Mehrere Frauen erheben neue Vorwürfe gegen Rammstein-Frontmann Lindemann. Gegenüber NDR und SZ beschreiben sie, wie junge Frauen offenbar gezielt für Sex mit ihm rekrutiert werden. Zwei Frauen berichten zudem von mutmaßlichen sexuellen Handlungen, denen sie nicht zugestimmt hätten.

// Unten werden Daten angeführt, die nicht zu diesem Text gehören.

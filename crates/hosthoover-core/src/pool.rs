//! `WorkerPool`: bounds concurrent device sessions

use std::net::IpAddr;
use std::sync::atomic::{AtomicUsize, Ordering};
use std::sync::{Arc, Mutex, PoisonError};

use tokio::sync::{OwnedSemaphorePermit, Semaphore};
use tracing::trace;

use crate::error::CoreError;

/// Snapshot of pool occupancy
#[derive(Debug, Clone, Copy, PartialEq, Eq)]
pub struct WorkerPoolState {
    pub capacity: usize,
    pub in_flight: usize,
    pub available: usize,
    /// Highest `in_flight` seen so far
    pub peak: usize,
}

/// Fixed number of session slots plus the set of targets holding one
#[derive(Debug, Clone)]
pub struct WorkerPool {
    capacity: usize,
    permits: Arc<Semaphore>,
    in_flight: Arc<Mutex<Vec<IpAddr>>>,
    peak: Arc<AtomicUsize>,
}

impl WorkerPool {
    /// Pool with `capacity` slots; zero is rejected
    pub fn new(capacity: usize) -> Result<Self, CoreError> {
        if capacity == 0 || capacity > Semaphore::MAX_PERMITS {
            return Err(CoreError::InvalidPoolSize(capacity));
        }
        Ok(Self {
            capacity,
            permits: Arc::new(Semaphore::new(capacity)),
            in_flight: Arc::new(Mutex::new(Vec::with_capacity(capacity))),
            peak: Arc::new(AtomicUsize::new(0)),
        })
    }

    /// Wait for a free slot and claim it for `addr`
    pub async fn acquire(&self, addr: IpAddr) -> Result<Slot, CoreError> {
        let permit = Arc::clone(&self.permits)
            .acquire_owned()
            .await
            .map_err(|_| CoreError::ActorError("worker pool closed".into()))?;

        let mut in_flight = self.in_flight.lock().unwrap_or_else(PoisonError::into_inner);
        in_flight.push(addr);
        self.peak.fetch_max(in_flight.len(), Ordering::Relaxed);
        trace!(%addr, in_flight = in_flight.len(), "slot acquired");
        drop(in_flight);

        Ok(Slot {
            addr,
            in_flight: Arc::clone(&self.in_flight),
            _permit: permit,
        })
    }

    #[must_use]
    pub fn state(&self) -> WorkerPoolState {
        let in_flight = self
            .in_flight
            .lock()
            .unwrap_or_else(PoisonError::into_inner)
            .len();
        WorkerPoolState {
            capacity: self.capacity,
            in_flight,
            available: self.permits.available_permits(),
            peak: self.peak.load(Ordering::Relaxed),
        }
    }

    /// Targets currently holding a slot
    #[must_use]
    pub fn in_flight(&self) -> Vec<IpAddr> {
        self.in_flight
            .lock()
            .unwrap_or_else(PoisonError::into_inner)
            .clone()
    }
}

/// A claimed session slot, released on drop
#[derive(Debug)]
pub struct Slot {
    addr: IpAddr,
    in_flight: Arc<Mutex<Vec<IpAddr>>>,
    _permit: OwnedSemaphorePermit,
}

impl Drop for Slot {
    fn drop(&mut self) {
        let mut in_flight = self.in_flight.lock().unwrap_or_else(PoisonError::into_inner);
        if let Some(pos) = in_flight.iter().position(|addr| *addr == self.addr) {
            in_flight.swap_remove(pos);
        }
    }
}
//! hosthoover-archive: Archive codec abstraction
//!
//! Provides the `open` / `add` / `finalize` codec contract and implementations
//! for zip (in-process), 7z and rar (external tools).

pub mod error;
pub mod rar;
pub mod sevenzip;
mod tool;
pub mod traits;
pub mod types;
pub mod zip_codec;

use std::path::{Path, PathBuf};
use std::sync::Arc;

use tracing::{info, instrument};

pub use error::ArchiveError;
pub use rar::RarCodec;
pub use sevenzip::SevenZipCodec;
pub use traits::{ArchiveCodec, ArchiveWriter};
pub use types::{ArchiveFormat, EntryList};
pub use zip_codec::ZipCodec;

/// Codec implementing `format`
#[must_use]
pub fn codec_for(format: ArchiveFormat) -> Arc<dyn ArchiveCodec> {
    match format {
        ArchiveFormat::Zip => Arc::new(ZipCodec::new()),
        ArchiveFormat::SevenZip => Arc::new(SevenZipCodec::new()),
        ArchiveFormat::Rar => Arc::new(RarCodec::new()),
    }
}

/// Package `files` into a single archive at `destination`
///
/// An existing archive at `destination` is replaced.
///
/// # Errors
/// Returns `ArchiveError::UnsupportedFormat` when the codec cannot run on this
/// machine (no silent fallback to another format), or any error raised while
/// adding or finalizing
#[instrument(skip(codec, files), fields(format = %codec.format(), files = files.len()))]
pub async fn create_archive(
    codec: &dyn ArchiveCodec,
    files: &[PathBuf],
    destination: &Path,
) -> Result<PathBuf, ArchiveError> {
    if !codec.is_available().await {
        return Err(ArchiveError::UnsupportedFormat(codec.format().to_string()));
    }

    let mut writer = codec.open(destination).await?;
    for file in files {
        writer.add(file)?;
    }
    let path = writer.finalize().await?;

    info!(path = %path.display(), "archive created");

    Ok(path)
}
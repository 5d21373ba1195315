//! Message types for actor communication
//!
//! Message handlers are implemented in their respective actor modules.

use std::path::PathBuf;

use kameo_macros::Reply;

use crate::outcome::SessionOutcome;

// ============================================================================
// RunReportActor Messages
// ============================================================================

/// Record the terminal outcome of one target
#[derive(Debug)]
pub struct RecordOutcome {
    /// Position of the target in the run
    pub index: usize,
    pub outcome: SessionOutcome,
    pub hostname: Option<String>,
    /// Written backup file
    pub path: Option<PathBuf>,
}

/// Query how many targets have an outcome
#[derive(Debug)]
pub struct GetProgress;

/// Recording progress
#[derive(Debug, Clone, Copy, PartialEq, Eq, Reply)]
pub struct RunProgress {
    pub recorded: usize,
    pub total: usize,
}

/// Close the report and build the `RunReport`
///
/// Targets without an outcome are filled in: dispatched ones as
/// `PermanentError`, the rest as `NotDispatched`.
#[derive(Debug)]
pub struct Finalize {
    /// Per target, whether a worker took it
    pub dispatched: Vec<bool>,
    /// Run was interrupted by shutdown
    pub partial: bool,
}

So beginnt die Tagesschau (NDR) einen Bericht am 2. Juni 2023. Die Recherchen von NDR und Süddeutscher Zeitung werden breit kolportiert. Einige lose Anmerkungen zur Verdachtsberichterstattung über Till Lindemann und Reaktionen darauf.

1. Wir können uns alles Bohei um nicht-identifizierende Berichterstattung und die juristische Hoheit von Gerichten klemmen, wenn Investigativ-Journalisten einseitige Erzählungen wie Reportagen nachplappern:

Es ist ein Spätnachmittag im Februar 2020, das Konzert ist noch nicht einmal gestartet, als Till Lindemann im Backstage einer Konzerthalle durch die Tür schaut und mit dem Finger eine “Komm her”-Bewegung macht.

Oder:

Beide Frauen, sowohl Cynthia A. als auch Kaya R., sind nach ihren Erlebnissen […]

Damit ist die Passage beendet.